Susan hizo otra pausa.

—Creo que lo mejor es suponer que sí. Tal vez ésa era la razón de que me enviara esos mensajes.

Los dos guardaron silencio por un momento.

—La pregunta sigue siendo: ¿por qué? —dijo Susan.

—No conozco la respuesta. Aún no —murmuró Jeffrey—. Pero sí sé una cosa.

—¿Cuál?

—Que más nos vale dar con él antes de que responda a la pregunta por nosotros.

Diana se retiró a la habitación pequeña donde había un catre, a descansar, lo que no le resultaría fácil. No era sólo que el dolor hubiese elegido ese momento para recordarle su presencia, sino la naturaleza inquietante de la muerte del policía, sumada a sus temores sobre lo que las horas o días siguientes les deparasen a sus hijos y a ella; todo ello conspiraba para mantenerla dando vueltas en la cama.
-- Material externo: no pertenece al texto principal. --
// ==========================================
// 物料成分声明质检系统 - 运行报告
// ==========================================

use crate::domain::types::{DqLevel, QaRule};
use chrono::{DateTime, Utc};
use serde::{Deserialize, Serialize};

// ==========================================
// DqIssue - 数据质量问题（不影响备注列）
// ==========================================
#[derive(Debug, Clone, PartialEq, Serialize, Deserialize)]
pub struct DqIssue {
    pub row_number: usize,      // 源文件行号（0 表示组级问题）
    pub key: Option<String>,    // 所属 Key（如已派生）
    pub level: DqLevel,
    pub field: String,
    pub message: String,
}

// ==========================================
// RuleHitCount - 单条规则命中行数
// ==========================================
#[derive(Debug, Clone, PartialEq, Eq, Serialize, Deserialize)]
pub struct RuleHitCount {
    pub rule: QaRule,
    pub message: String,
    pub rows: usize,
}

// ==========================================
// QaSummary - 汇总统计
// ==========================================
#[derive(Debug, Clone, Default, PartialEq, Serialize, Deserialize)]
pub struct QaSummary {
    pub total_rows: usize,       // 数据行数
    pub flagged_rows: usize,     // 至少命中一条规则
    pub clean_rows: usize,       // 无命中
    pub key_groups: usize,       // Key 分组数
    pub material_groups: usize,  // (Key, 材料) 分组数
    pub rule_hits: Vec<RuleHitCount>, // 目录顺序
}

// ==========================================
// QaReport - 单文件校验结果
// ==========================================
#[derive(Debug, Clone, Serialize, Deserialize)]
pub struct QaReport {
    pub run_id: String,
    pub source_path: String,
    pub output_path: String,
    pub report_path: Option<String>,
    pub started_at: DateTime<Utc>,
    pub finished_at: DateTime<Utc>,
    pub elapsed_ms: u64,
    pub summary: QaSummary,
    pub dq_issues: Vec<DqIssue>,
}

impl QaReport {
    /// 指定规则命中行数
    pub fn hits_for(&self, rule: QaRule) -> usize {
        self.summary
            .rule_hits
            .iter()
            .find(|h| h.rule == rule)
            .map(|h| h.rows)
            .unwrap_or(0)
    }
}
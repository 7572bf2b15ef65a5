// ==========================================
// 物料成分声明质检系统 - 运行报告写入
// ==========================================

use crate::domain::QaReport;
use crate::importer::error::{QaError, QaResult};
use std::path::Path;
use tracing::debug;

/// 以格式化 JSON 写出运行报告
pub fn write_report_json(report: &QaReport, path: &Path) -> QaResult<()> {
    let body = serde_json::to_string_pretty(report)?;
    std::fs::write(path, body)
        .map_err(|e| QaError::FileWriteError(format!("{}: {}", path.display(), e)))?;
    debug!(path = %path.display(), run_id = %report.run_id, "运行报告写入完成");
    Ok(())
}

#[cfg(test)]
mod tests {
    use super::*;
    use crate::domain::QaSummary;
    use chrono::Utc;
    use tempfile::TempDir;

    #[test]
    fn test_report_round_trips_through_json() {
        let dir = TempDir::new().unwrap();
        let path = dir.path().join("r.report.json");
        let now = Utc::now();
        let report = QaReport {
            run_id: "run-1".to_string(),
            source_path: "bom.csv".to_string(),
            output_path: "bom_checked.csv".to_string(),
            report_path: Some(path.display().to_string()),
            started_at: now,
            finished_at: now,
            elapsed_ms: 3,
            summary: QaSummary::default(),
            dq_issues: Vec::new(),
        };

        write_report_json(&report, &path).unwrap();

        let loaded: QaReport =
            serde_json::from_str(&std::fs::read_to_string(&path).unwrap()).unwrap();
        assert_eq!(loaded.run_id, "run-1");
        assert_eq!(loaded.summary, QaSummary::default());
    }
}
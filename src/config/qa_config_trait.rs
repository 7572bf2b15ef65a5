// ==========================================
// 物料成分声明质检系统 - 运行配置读取 Trait
// ==========================================
// 职责: 定义校验运行所需的配置读取接口（不包含实现）
// 红线: 规则阈值为固定常量,不经配置读取
// ==========================================

use crate::importer::error::QaResult;
use std::path::PathBuf;

// ==========================================
// QaConfigReader Trait
// ==========================================
// 用途: 文件解析与输出所需的配置读取接口
// 实现者: ConfigManager
pub trait QaConfigReader: Send + Sync {
    /// 获取输出目录
    ///
    /// # 返回
    /// - Some(PathBuf): 统一输出目录
    /// - None: 输出到源文件所在目录
    fn get_output_dir(&self) -> QaResult<Option<PathBuf>>;

    /// 获取工作表名称
    ///
    /// # 返回
    /// - Some(String): 指定工作表
    /// - None: 读取第一个工作表
    fn get_sheet_name(&self) -> QaResult<Option<String>>;

    /// 获取 CSV 分隔符
    ///
    /// # 默认值
    /// - b','
    fn get_csv_delimiter(&self) -> QaResult<u8>;

    /// 是否输出 JSON 运行报告
    ///
    /// # 默认值
    /// - true
    fn get_write_report(&self) -> QaResult<bool>;
}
Sabía que en la habitación contigua sus dos hijos intentaban averiguar cómo descubrir la amenaza que se cernía sobre los tres, y sintió una punzada de frustración por verse excluida del proceso.

Los hermanos estaban sentados ante los terminales de ordenador en el despacho principal, identificando los factores que debían investigar.

—En los planos —dijo Jeffrey— aparecería marcada como sala de música.

—¿Y por qué no como un estudio, o una sala audiovisual?

—No. Sala de música. Porque habrá querido revestirla de material para insonorizar.

—También lo necesitaría para una audiovisual.

—De acuerdo. Tienes razón. Busquemos eso también.

—Pero la ubicación dentro de la casa es esencial —añadió Susan—. Si alguien toca el piano, por ejemplo, o incluso el violonchelo, querría que ocupase una posición central. En la planta principal, tal vez junto al cuarto de estar o el salón. Algo así. Porque, ¿sabes?, no querría ocultar lo que hace, simplemente contar con un espacio privado. Nosotros buscamos un tipo de separación distinto.

Jeffrey asintió.

—Aislamiento. Una habitación apartada de las zonas de la casa donde se hace más vida. No enterrada, pues debe ser de fácil acceso, pero casi. Y tal vez con algún tipo de salida secreta también.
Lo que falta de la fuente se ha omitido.